The more hard-line players were helped on fomenting support due to the relatively low compensation for players league-wide. Virtually every player had a summer job in the offseason and a college degree, unlike today, which boosted their negotiating position. During the labor negotiations in the summer of 2011, LeBron James would never have realistically threatened to walk away from millions of dollars to go sell insurance, but in 1964 and in later labor disputes, that was precisely what many players said they would do.
Fortunately for TV viewers and the NBA's marketing department, the pragmatists among the owners won out and the game was played, with the sides eventually agreeing on expanded labor rights. One of the leaders in that locker room, Oscar Robertson, would become president of the players union and have his name attached to the 1970 antitrust suit that led to free agency and did away with restrictive draft rules, but the courtroom drama of Robertson v. National Basketball Association could not match the tension the players felt under the seats in the Garden.

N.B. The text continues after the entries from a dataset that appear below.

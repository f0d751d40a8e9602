#[cfg(test)]
mod client_tests {
    mod key_guard_tests {
        use crate::client::errors::CacheError;
        use crate::client::structs::redis_client::RedisClient;
        use crate::client::impls::redis_client::MAX_KEY_BYTES;

        #[test]
        fn test_key_at_bound_accepted() {
            let key = "k".repeat(MAX_KEY_BYTES);
            assert!(RedisClient::check_key(&key).is_ok());
        }

        #[test]
        fn test_key_over_bound_rejected() {
            let key = "k".repeat(MAX_KEY_BYTES + 1);
            match RedisClient::check_key(&key) {
                Err(CacheError::KeyTooLong { length, .. }) => assert_eq!(length, MAX_KEY_BYTES + 1),
                other => panic!("expected KeyTooLong, got {:?}", other),
            }
        }

        #[test]
        fn test_bound_counts_bytes_not_chars() {
            // 64 three-byte characters: 64 chars, 192 bytes.
            let key = "\u{4e2d}".repeat(64);
            assert!(RedisClient::check_key(&key).is_err());
        }
    }

    mod score_arg_tests {
        use crate::client::impls::redis_client::score_arg;

        #[test]
        fn test_open_ends() {
            assert_eq!(score_arg(None, "-inf"), "-inf");
            assert_eq!(score_arg(None, "+inf"), "+inf");
        }

        #[test]
        fn test_infinities_normalized() {
            assert_eq!(score_arg(Some(f64::INFINITY), "-inf"), "+inf");
            assert_eq!(score_arg(Some(f64::NEG_INFINITY), "+inf"), "-inf");
        }

        #[test]
        fn test_finite_scores() {
            assert_eq!(score_arg(Some(0.0), "-inf"), "0");
            assert_eq!(score_arg(Some(1.5), "-inf"), "1.5");
            assert_eq!(score_arg(Some(-3.25), "+inf"), "-3.25");
        }
    }

    mod value_codec_tests {
        use std::collections::BTreeMap;
        use serde::{Deserialize, Serialize};
        use crate::client::traits::value_codec::{Json, MsgPack, ValueCodec};

        #[derive(Serialize, Deserialize, Debug, PartialEq, Clone)]
        struct Activity {
            id: u64,
            title: String,
            tags: Vec<String>,
            extra: BTreeMap<String, i64>,
        }

        fn sample() -> Activity {
            let mut extra = BTreeMap::new();
            extra.insert("views".to_string(), 120);
            extra.insert("likes".to_string(), -3);
            Activity {
                id: 42,
                title: "night market".to_string(),
                tags: vec!["food".to_string(), "walk".to_string()],
                extra,
            }
        }

        #[test]
        fn test_msgpack_roundtrip_nested() {
            let value = sample();
            let encoded = MsgPack::encode(&value).unwrap();
            let decoded: Activity = MsgPack::decode(&encoded).unwrap();
            assert_eq!(decoded, value);
        }

        #[test]
        fn test_json_roundtrip_nested() {
            let value = sample();
            let encoded = Json::encode(&value).unwrap();
            let decoded: Activity = Json::decode(&encoded).unwrap();
            assert_eq!(decoded, value);
        }

        #[test]
        fn test_msgpack_primitives() {
            let encoded = MsgPack::encode(&7i64).unwrap();
            let decoded: i64 = MsgPack::decode(&encoded).unwrap();
            assert_eq!(decoded, 7);

            let encoded = MsgPack::encode("member-a").unwrap();
            let decoded: String = MsgPack::decode(&encoded).unwrap();
            assert_eq!(decoded, "member-a");
        }

        #[test]
        fn test_decode_garbage_is_serialization_error() {
            let result: Result<Activity, _> = MsgPack::decode(&[0xc1, 0xff, 0x00]);
            assert!(result.is_err());
            let result: Result<Activity, _> = Json::decode(b"{not json");
            assert!(result.is_err());
        }

        proptest::proptest! {
            #[test]
            fn test_msgpack_roundtrip_strings(value in ".*") {
                let encoded = MsgPack::encode(&value).unwrap();
                let decoded: String = MsgPack::decode(&encoded).unwrap();
                proptest::prop_assert_eq!(decoded, value);
            }

            #[test]
            fn test_msgpack_roundtrip_int_lists(values in proptest::collection::vec(proptest::num::i64::ANY, 0..32)) {
                let encoded = MsgPack::encode(&values).unwrap();
                let decoded: Vec<i64> = MsgPack::decode(&encoded).unwrap();
                proptest::prop_assert_eq!(decoded, values);
            }
        }
    }

    mod pool_tests {
        use crate::client::structs::connection_pool::ConnectionPool;
        use crate::config::structs::redis_client_config::RedisClientConfig;

        #[test]
        fn test_pool_construction_is_lazy() {
            // No server listening here; building the pool must still succeed
            // since connections are only opened on lease.
            let config = RedisClientConfig {
                host: String::from("127.0.0.1"),
                port: 1,
                ..RedisClientConfig::default()
            };
            let pool = ConnectionPool::new(config).unwrap();
            assert_eq!(pool.current_generation(), 0);
        }

        #[test]
        fn test_reset_bumps_generation() {
            let pool = ConnectionPool::new(RedisClientConfig::default()).unwrap();
            assert_eq!(pool.current_generation(), 0);
            pool.reset();
            pool.reset();
            assert_eq!(pool.current_generation(), 2);
        }

        #[tokio::test]
        async fn test_closed_pool_refuses_leases() {
            let pool = std::sync::Arc::new(ConnectionPool::new(RedisClientConfig::default()).unwrap());
            pool.close();
            // Fails at the slot gate, before any connect attempt.
            assert!(pool.acquire().await.is_err());
        }
    }
}
use std::collections::HashMap;
use crate::client::errors::CacheError;
use crate::client::structs::redis_client::RedisClient;
use crate::containers::DAY_SECONDS;
use crate::containers::structs::redis_counter::RedisCounter;

impl RedisCounter {
    pub fn new(client: RedisClient, cache_key: &str) -> RedisCounter {
        Self::with_options(client, cache_key, DAY_SECONDS, true)
    }

    pub fn with_options(client: RedisClient, cache_key: &str, expire_secs: i64, delete_zero: bool) -> RedisCounter {
        RedisCounter {
            client,
            cache_key: cache_key.to_string(),
            expire_secs,
            delete_zero,
        }
    }

    pub fn cache_key(&self) -> &str {
        &self.cache_key
    }

    pub async fn count(&self, key: &str) -> Result<i64, CacheError> {
        let value: Option<i64> = self.client.hget(&self.cache_key, key).await?;
        Ok(value.unwrap_or(0))
    }

    /// Counts for a batch of keys; untracked keys report zero.
    pub async fn counts(&self, keys: &[&str]) -> Result<HashMap<String, i64>, CacheError> {
        if keys.is_empty() {
            return Ok(HashMap::new());
        }
        let values: Vec<Option<i64>> = self.client.hget_multiple(&self.cache_key, keys).await?;
        Ok(keys
            .iter()
            .zip(values)
            .map(|(key, value)| (key.to_string(), value.unwrap_or(0)))
            .collect())
    }

    /// Applies `delta` and returns the new count. A count that lands on
    /// exactly zero is removed when `delete_zero` is set, keeping the hash
    /// from accumulating dead entries.
    pub async fn incr(&self, key: &str, delta: i64) -> Result<i64, CacheError> {
        let new_count = self.client.hincr_by(&self.cache_key, key, delta).await?;
        if new_count == 0 && self.delete_zero {
            self.client.hdel(&self.cache_key, &[key]).await?;
        }
        self.client.expire(&self.cache_key, self.expire_secs).await?;
        Ok(new_count)
    }

    pub async fn remove(&self, keys: &[&str]) -> Result<u64, CacheError> {
        self.client.hdel(&self.cache_key, keys).await
    }

    pub async fn all_counts(&self) -> Result<HashMap<String, i64>, CacheError> {
        self.client.hget_all(&self.cache_key).await
    }

    pub async fn clear(&self) -> Result<(), CacheError> {
        self.client.delete(&[self.cache_key.as_str()]).await?;
        Ok(())
    }
}
//! Trait definitions for the client layer.

/// Pluggable value serialization.
pub mod value_codec;
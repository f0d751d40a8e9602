use std::marker::PhantomData;
use chrono::Utc;
use serde::Serialize;
use serde::de::DeserializeOwned;
use crate::client::errors::CacheError;
use crate::client::structs::redis_client::RedisClient;
use crate::client::traits::value_codec::ValueCodec;
use crate::containers::structs::redis_sorted_set::RedisSortedSet;

impl<T, C> RedisSortedSet<T, C>
where
    T: Serialize + DeserializeOwned + Send + Sync,
    C: ValueCodec,
{
    pub fn new(client: RedisClient, cache_key: &str, expire_secs: i64) -> RedisSortedSet<T, C> {
        RedisSortedSet {
            client,
            cache_key: cache_key.to_string(),
            expire_secs,
            _marker: PhantomData,
        }
    }

    pub fn cache_key(&self) -> &str {
        &self.cache_key
    }

    /// Adds or rescores one member.
    pub async fn add(&self, score: f64, value: &T) -> Result<(), CacheError> {
        self.add_many(&[(score, value)]).await
    }

    /// Adds with the current time as score.
    pub async fn add_now(&self, value: &T) -> Result<(), CacheError> {
        let now = Utc::now().timestamp_millis() as f64 / 1000.0;
        self.add(now, value).await
    }

    pub async fn add_many(&self, items: &[(f64, &T)]) -> Result<(), CacheError> {
        if items.is_empty() {
            return Ok(());
        }
        let mut encoded = Vec::with_capacity(items.len());
        for (score, value) in items {
            encoded.push((*score, C::encode(*value)?));
        }
        self.client.zadd(&self.cache_key, &encoded).await?;
        self.refresh_expiry().await
    }

    pub async fn remove(&self, values: &[T]) -> Result<u64, CacheError> {
        if values.is_empty() {
            return Ok(0);
        }
        let mut encoded = Vec::with_capacity(values.len());
        for value in values {
            encoded.push(C::encode(value)?);
        }
        self.client.zrem(&self.cache_key, encoded).await
    }

    /// Members in `[min, max]` by score, both bounds inclusive, unbounded
    /// when `None`. `limit` is (offset, count) applied after ordering.
    pub async fn range_by_score(
        &self,
        min: Option<f64>,
        max: Option<f64>,
        limit: Option<(isize, isize)>,
        reverse: bool,
    ) -> Result<Vec<T>, CacheError> {
        let raw: Vec<Vec<u8>> = self.client.zrange_by_score(&self.cache_key, min, max, limit, reverse).await?;
        raw.iter().map(|data| C::decode(data)).collect()
    }

    pub async fn range_by_score_with_scores(
        &self,
        min: Option<f64>,
        max: Option<f64>,
        limit: Option<(isize, isize)>,
        reverse: bool,
    ) -> Result<Vec<(T, f64)>, CacheError> {
        let raw: Vec<(Vec<u8>, f64)> = self
            .client
            .zrange_by_score_with_scores(&self.cache_key, min, max, limit, reverse)
            .await?;
        raw.iter()
            .map(|(data, score)| Ok((C::decode(data)?, *score)))
            .collect()
    }

    /// Members by rank, zero-based, negative ranks counting from the tail.
    pub async fn range_by_rank(&self, start: isize, stop: isize, reverse: bool) -> Result<Vec<T>, CacheError> {
        let raw: Vec<Vec<u8>> = if reverse {
            self.client.zrevrange(&self.cache_key, start, stop).await?
        } else {
            self.client.zrange(&self.cache_key, start, stop).await?
        };
        raw.iter().map(|data| C::decode(data)).collect()
    }

    pub async fn range_by_rank_with_scores(&self, start: isize, stop: isize) -> Result<Vec<(T, f64)>, CacheError> {
        let raw: Vec<(Vec<u8>, f64)> = self.client.zrange_with_scores(&self.cache_key, start, stop).await?;
        raw.iter()
            .map(|(data, score)| Ok((C::decode(data)?, *score)))
            .collect()
    }

    pub async fn count_by_score(&self, min: Option<f64>, max: Option<f64>) -> Result<u64, CacheError> {
        self.client.zcount(&self.cache_key, min, max).await
    }

    pub async fn score(&self, value: &T) -> Result<Option<f64>, CacheError> {
        self.client.zscore(&self.cache_key, C::encode(value)?).await
    }

    /// Adds `delta` to the member's score, inserting it at `delta` when
    /// absent. Returns the new score.
    pub async fn increment_score(&self, value: &T, delta: f64) -> Result<f64, CacheError> {
        let score = self.client.zincr_by(&self.cache_key, C::encode(value)?, delta).await?;
        self.refresh_expiry().await?;
        Ok(score)
    }

    pub async fn contains(&self, value: &T) -> Result<bool, CacheError> {
        Ok(self.score(value).await?.is_some())
    }

    /// Removes members with scores in `[min, max]`, bounds inclusive.
    pub async fn remove_range_by_score(&self, min: Option<f64>, max: Option<f64>) -> Result<u64, CacheError> {
        self.client.zrem_range_by_score(&self.cache_key, min, max).await
    }

    /// Removes members ranked in `[start, stop]`, bounds inclusive,
    /// negative ranks counting from the tail.
    pub async fn remove_range_by_rank(&self, start: isize, stop: isize) -> Result<u64, CacheError> {
        self.client.zrem_range_by_rank(&self.cache_key, start, stop).await
    }

    pub async fn len(&self) -> Result<u64, CacheError> {
        self.client.zcard(&self.cache_key).await
    }

    pub async fn is_empty(&self) -> Result<bool, CacheError> {
        Ok(self.len().await? == 0)
    }

    pub async fn cache_exists(&self) -> Result<bool, CacheError> {
        self.client.exists(&self.cache_key).await
    }

    pub async fn clear(&self) -> Result<(), CacheError> {
        self.client.delete(&[self.cache_key.as_str()]).await?;
        Ok(())
    }

    async fn refresh_expiry(&self) -> Result<(), CacheError> {
        self.client.expire(&self.cache_key, self.expire_secs).await?;
        Ok(())
    }
}
use std::marker::PhantomData;
use crate::client::structs::redis_client::RedisClient;
use crate::client::traits::value_codec::MsgPack;
use crate::containers::enums::retention_policy::RetentionPolicy;

/// Family of time-scored sorted sets, one per caller-supplied group id.
///
/// Each insert records (member, time-as-score); the configured retention
/// policy is enforced after every insert. With recycling on, every group id
/// ever populated is tracked in a registry set so a sweep job can expire old
/// groups; leave it off for high-cardinality group spaces, where the
/// registry itself would grow without bound.
#[derive(Debug, Clone)]
pub struct TimelineGroupCache<T, C = MsgPack> {
    pub(crate) client: RedisClient,
    pub(crate) base_key: String,
    pub(crate) expire_secs: i64,
    pub(crate) retention: Option<RetentionPolicy>,
    pub(crate) recycle: bool,
    pub(crate) _marker: PhantomData<fn() -> (T, C)>,
}
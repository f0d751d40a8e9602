use serde::{Deserialize, Serialize};

/// What a timeline group sheds after each insert.
///
/// One policy per cache instance: either a rolling time window or a cap on
/// the newest N members. Wanting both usually means wanting two caches.
#[derive(Serialize, Deserialize, Debug, Clone, Copy, PartialEq, Eq)]
pub enum RetentionPolicy {
    /// Drop members older than the trailing window of this many days.
    TimeSpanDays(u32),
    /// Keep only the most recent N members by rank.
    MaxLength(usize),
}
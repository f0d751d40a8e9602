use std::marker::PhantomData;
use crate::client::structs::redis_client::RedisClient;
use crate::client::traits::value_codec::MsgPack;

/// Hash-backed field/value map with codec-packed values.
///
/// Fields touched by `increment` live on the native integer path and must
/// never be read back through `get`.
#[derive(Debug, Clone)]
pub struct RedisDict<T, C = MsgPack> {
    pub(crate) client: RedisClient,
    pub(crate) cache_key: String,
    pub(crate) expire_secs: i64,
    pub(crate) _marker: PhantomData<fn() -> (T, C)>,
}
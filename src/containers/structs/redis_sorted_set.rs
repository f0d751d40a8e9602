use std::marker::PhantomData;
use crate::client::structs::redis_client::RedisClient;
use crate::client::traits::value_codec::MsgPack;

/// Members ordered by numeric score; members are codec-packed, scores stay
/// native for server-side ordering.
#[derive(Debug, Clone)]
pub struct RedisSortedSet<T, C = MsgPack> {
    pub(crate) client: RedisClient,
    pub(crate) cache_key: String,
    pub(crate) expire_secs: i64,
    pub(crate) _marker: PhantomData<fn() -> (T, C)>,
}
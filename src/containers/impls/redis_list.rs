use std::marker::PhantomData;
use serde::Serialize;
use serde::de::DeserializeOwned;
use crate::client::errors::CacheError;
use crate::client::structs::redis_client::RedisClient;
use crate::client::traits::value_codec::ValueCodec;
use crate::containers::structs::redis_list::RedisList;

impl<T, C> RedisList<T, C>
where
    T: Serialize + DeserializeOwned + Send + Sync,
    C: ValueCodec,
{
    pub fn new(client: RedisClient, cache_key: &str, expire_secs: i64) -> RedisList<T, C> {
        RedisList {
            client,
            cache_key: cache_key.to_string(),
            expire_secs,
            _marker: PhantomData,
        }
    }

    pub fn cache_key(&self) -> &str {
        &self.cache_key
    }

    pub async fn push_front(&self, value: &T) -> Result<(), CacheError> {
        self.client.lpush(&self.cache_key, C::encode(value)?).await?;
        self.refresh_expiry().await
    }

    pub async fn push_back(&self, value: &T) -> Result<(), CacheError> {
        self.client.rpush(&self.cache_key, C::encode(value)?).await?;
        self.refresh_expiry().await
    }

    pub async fn pop_front(&self) -> Result<Option<T>, CacheError> {
        let raw: Option<Vec<u8>> = self.client.lpop(&self.cache_key).await?;
        match raw {
            None => Ok(None),
            Some(data) => {
                self.refresh_expiry().await?;
                Ok(Some(C::decode(&data)?))
            }
        }
    }

    pub async fn pop_back(&self) -> Result<Option<T>, CacheError> {
        let raw: Option<Vec<u8>> = self.client.rpop(&self.cache_key).await?;
        match raw {
            None => Ok(None),
            Some(data) => {
                self.refresh_expiry().await?;
                Ok(Some(C::decode(&data)?))
            }
        }
    }

    /// Values in `[start, stop]` by index, bounds inclusive, negative
    /// indexes counting from the tail.
    pub async fn range(&self, start: isize, stop: isize) -> Result<Vec<T>, CacheError> {
        let raw: Vec<Vec<u8>> = self.client.lrange(&self.cache_key, start, stop).await?;
        raw.iter().map(|data| C::decode(data)).collect()
    }

    pub async fn get(&self, index: isize) -> Result<Option<T>, CacheError> {
        let raw: Option<Vec<u8>> = self.client.lindex(&self.cache_key, index).await?;
        match raw {
            None => Ok(None),
            Some(data) => Ok(Some(C::decode(&data)?)),
        }
    }

    /// Overwrites the value at `index`; errors when the index is out of
    /// range, matching LSET.
    pub async fn set(&self, index: isize, value: &T) -> Result<(), CacheError> {
        self.client.lset(&self.cache_key, index, C::encode(value)?).await?;
        self.refresh_expiry().await
    }

    /// Removes every occurrence of `value`.
    pub async fn remove(&self, value: &T) -> Result<u64, CacheError> {
        let removed = self.client.lrem(&self.cache_key, 0, C::encode(value)?).await?;
        self.refresh_expiry().await?;
        Ok(removed)
    }

    /// Moves the tail element to the head.
    pub async fn rotate(&self) -> Result<(), CacheError> {
        self.client
            .rpoplpush::<Vec<u8>>(&self.cache_key, &self.cache_key)
            .await?;
        Ok(())
    }

    pub async fn len(&self) -> Result<u64, CacheError> {
        self.client.llen(&self.cache_key).await
    }

    pub async fn is_empty(&self) -> Result<bool, CacheError> {
        Ok(self.len().await? == 0)
    }

    pub async fn cache_exists(&self) -> Result<bool, CacheError> {
        self.client.exists(&self.cache_key).await
    }

    pub async fn clear(&self) -> Result<(), CacheError> {
        self.client.delete(&[self.cache_key.as_str()]).await?;
        Ok(())
    }

    async fn refresh_expiry(&self) -> Result<(), CacheError> {
        self.client.expire(&self.cache_key, self.expire_secs).await?;
        Ok(())
    }
}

Labor rights did not simply appear for any workers, professional athletes included. For baseball players there were Sandy Koufax and Don Drysdale, followed by Curt Flood. For football players there was Creighton Miller, Jim Brown and John Mackey. For the rest of us there was Upton Sinclair, the Pullman, Ill., railway strike and a number of influential, if controversial, labor leaders in the years since.
For basketball players, there were the revolutionaries in the Garden locker room in 1964.